The role of Kapidex in healing EE was evaluated in 2 multicenter, doubleblind, active-controlled, randomized, 8-week studies to test for noninferiority. Patients were randomized to receive either Kapidex 60 mg daily, Kapidex 90 mg daily, or lansoprazole 30 mg daily. Kapidex 60 mg daily was determined to be noninferior to lansoprazole 30 mg daily. The 90-mg dose was not found to provide any additional clinical benefit over the 60-mg dose.
Kapidex for the maintenance of healed EE was evaluated in a multicenter, double-blind, placebo-controlled, randomized, 6-month study. Patients were randomized to receive Kapidex 30 mg, Kapidex 60 mg, or placebo. It was found that Kapidex 30 mg daily resulted in a higher median percent of 24-hour heartburn-free days than placebo. The 60-mg dose was not found to provide any additional clinical benefit over the 30-mg dose.1
Dosage and Administration
Kapidex should be dosed as follows:
• For the treatment of symptomatic nonerosive GERD: 30 mg once daily for 4 weeks
• For the healing of EE: 60 mg once daily for up to 8 weeks
• For the maintenance of healed EE: 30 mg once daily for up to 6 months
A maximum daily dose of 30 mg should be considered for patients with moderate hepatic impairment (Child- Pugh Class B). The capsules should be swallowed whole or can be opened, sprinkled on 1 tablespoon of applesauce, and swallowed immediately.1
Contraindications, Warnings, Precautions, and Adverse Reactions
Kapidex is contraindicated in patients with a known hypersensitivity to any of its ingredients.
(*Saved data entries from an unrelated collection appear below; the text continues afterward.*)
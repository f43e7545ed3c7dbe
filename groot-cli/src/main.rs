use anyhow::Result;
use clap::{Parser, Subcommand};
use std::path::PathBuf;
use tracing_subscriber::EnvFilter;

mod commands;

use commands::{add, commit, init, log, show, status};

#[derive(Parser)]
#[command(name = "groot")]
#[command(version, about = "A minimal single-user version-control engine", long_about = None)]
struct Cli {
    /// Work-tree root containing the .groot directory (defaults to current directory)
    #[arg(short, long, global = true)]
    repo: Option<PathBuf>,

    #[command(subcommand)]
    command: Commands,
}

#[derive(Subcommand)]
enum Commands {
    /// Create an empty repository (safe to run twice)
    Init,

    /// Stage a file for the next commit
    Add {
        /// File to stage
        file: String,
    },

    /// Commit staged files
    Commit {
        /// Commit message
        message: String,
    },

    /// Show commit history, newest first
    Log {
        /// Number of commits to show
        #[arg(short = 'n', long)]
        limit: Option<usize>,
    },

    /// Show the changes a commit made against its parent
    Show {
        /// Commit hash (defaults to HEAD)
        commit_hash: Option<String>,
    },

    /// Show staged files
    Status,
}

fn main() -> Result<()> {
    tracing_subscriber::fmt()
        .with_env_filter(
            EnvFilter::try_from_default_env().unwrap_or_else(|_| EnvFilter::new("warn")),
        )
        .with_writer(std::io::stderr)
        .init();

    let cli = Cli::parse();
    let repo = cli.repo;

    match cli.command {
        Commands::Init => {
            init::run(repo)?;
        }
        Commands::Add { file } => {
            add::run(file, repo)?;
        }
        Commands::Commit { message } => {
            commit::run(message, repo)?;
        }
        Commands::Log { limit } => {
            log::run(limit, repo)?;
        }
        Commands::Show { commit_hash } => {
            show::run(commit_hash, repo)?;
        }
        Commands::Status => {
            status::run(repo)?;
        }
    }

    Ok(())
}
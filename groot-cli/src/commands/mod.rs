pub mod add;
pub mod commit;
pub mod init;
pub mod log;
pub mod show;
pub mod status;

use anyhow::{Context, Result};
use groot_core::Repository;
use std::path::PathBuf;
use tracing::debug;

pub fn get_work_dir(custom_path: Option<PathBuf>) -> PathBuf {
    custom_path.unwrap_or_else(|| PathBuf::from("."))
}

pub fn open_repo(custom_path: Option<PathBuf>) -> Result<Repository> {
    let work_dir = get_work_dir(custom_path);
    debug!(work_dir = %work_dir.display(), "opening repository");
    Repository::open(&work_dir).context("No groot repository found. Run 'groot init' first.")
}
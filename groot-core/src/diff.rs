use similar::{ChangeTag, TextDiff};
use std::fmt;

/// Prefix put in front of every added line when rendering.
pub const ADDED_PREFIX: &str = "++";
/// Prefix put in front of every removed line when rendering.
pub const REMOVED_PREFIX: &str = "--";

#[derive(Debug, Clone, Copy, PartialEq, Eq)]
pub enum SegmentKind {
    Unchanged,
    Added,
    Removed,
}

/// A maximal run of consecutive lines sharing one kind. `text` keeps the
/// original line endings.
#[derive(Debug, Clone, PartialEq, Eq)]
pub struct DiffSegment {
    pub kind: SegmentKind,
    pub text: String,
}

impl DiffSegment {
    pub fn new(kind: SegmentKind, text: impl Into<String>) -> Self {
        Self {
            kind,
            text: text.into(),
        }
    }

    pub fn line_count(&self) -> usize {
        self.text.lines().count()
    }
}

/// Computes a line-level diff between `old_text` and `new_text`.
///
/// Uses Myers' algorithm, which yields a minimal edit script (the complement
/// of a longest common subsequence) and always segments the same inputs the
/// same way. Within a replaced region the removed lines come first.
pub fn diff_lines(old_text: &str, new_text: &str) -> Vec<DiffSegment> {
    if old_text == new_text {
        return vec![DiffSegment::new(SegmentKind::Unchanged, old_text)];
    }

    let diff = TextDiff::from_lines(old_text, new_text);
    let mut segments: Vec<DiffSegment> = Vec::new();

    for change in diff.iter_all_changes() {
        let kind = match change.tag() {
            ChangeTag::Equal => SegmentKind::Unchanged,
            ChangeTag::Insert => SegmentKind::Added,
            ChangeTag::Delete => SegmentKind::Removed,
        };

        match segments.last_mut() {
            Some(last) if last.kind == kind => last.text.push_str(change.value()),
            _ => segments.push(DiffSegment::new(kind, change.value())),
        }
    }

    segments
}

/// One display line produced by [`render`].
#[derive(Debug, Clone, PartialEq, Eq)]
pub struct RenderedLine {
    pub kind: SegmentKind,
    pub text: String,
}

impl fmt::Display for RenderedLine {
    fn fmt(&self, f: &mut fmt::Formatter<'_>) -> fmt::Result {
        f.write_str(&self.text)
    }
}

/// Formats segments for display: unchanged lines pass through, added lines
/// get [`ADDED_PREFIX`] and removed lines get [`REMOVED_PREFIX`].
pub fn render(segments: &[DiffSegment]) -> Vec<RenderedLine> {
    let mut lines = Vec::new();

    for segment in segments {
        let prefix = match segment.kind {
            SegmentKind::Unchanged => "",
            SegmentKind::Added => ADDED_PREFIX,
            SegmentKind::Removed => REMOVED_PREFIX,
        };

        for line in segment.text.lines() {
            lines.push(RenderedLine {
                kind: segment.kind,
                text: format!("{}{}", prefix, line),
            });
        }
    }

    lines
}

#[derive(Debug, Clone, Copy, Default, PartialEq, Eq)]
pub struct DiffStats {
    pub added: usize,
    pub removed: usize,
}

impl DiffStats {
    pub fn from_segments(segments: &[DiffSegment]) -> Self {
        segments.iter().fold(Self::default(), |mut stats, segment| {
            match segment.kind {
                SegmentKind::Added => stats.added += segment.line_count(),
                SegmentKind::Removed => stats.removed += segment.line_count(),
                SegmentKind::Unchanged => {}
            }
            stats
        })
    }
}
Symptomatic response with Kapidex does not preclude the presence of gastric malignancy.
Kapidex should not be used concomitantly with atazanavir; this combination may result in a substantial decrease in atazanavir levels. When administered with warfarin during clinical trials, Kapidex did not affect the international normalized ratio (INR); however, concomitant use of warfarin and other PPIs has resulted in reports of increased INR and prothrombin time. As a result, patients using both Kapidex and warfarin should be monitored closely for an increase in the INR. Kapidex may alter the absorption of pH-dependent medications. Examples of medications in which gastric pH may impact bioavailability include ampicillin esters, digoxin, iron salts, and ketoconazole.
Kapidex is a pregnancy category B drug. It should not be used by patients who are breast-feeding. Its use has not been evaluated in patients younger than 18 years old. The most commonly reported adverse reactions were diarrhea, abdominal pain, nausea, upper respiratory tract infection, vomiting, and flatulence.1
1. Kapidex [prescribing information]. Kapidex Web site. www.kapidex.com/pi.aspx. Accessed February 2009.
2. FDA Approves Kapidex (dexlansoprazole) delayed release capsules for the treatment of GERD. Kapidex Web site. www.kapidex.com/Press.aspx. Accessed February 2009.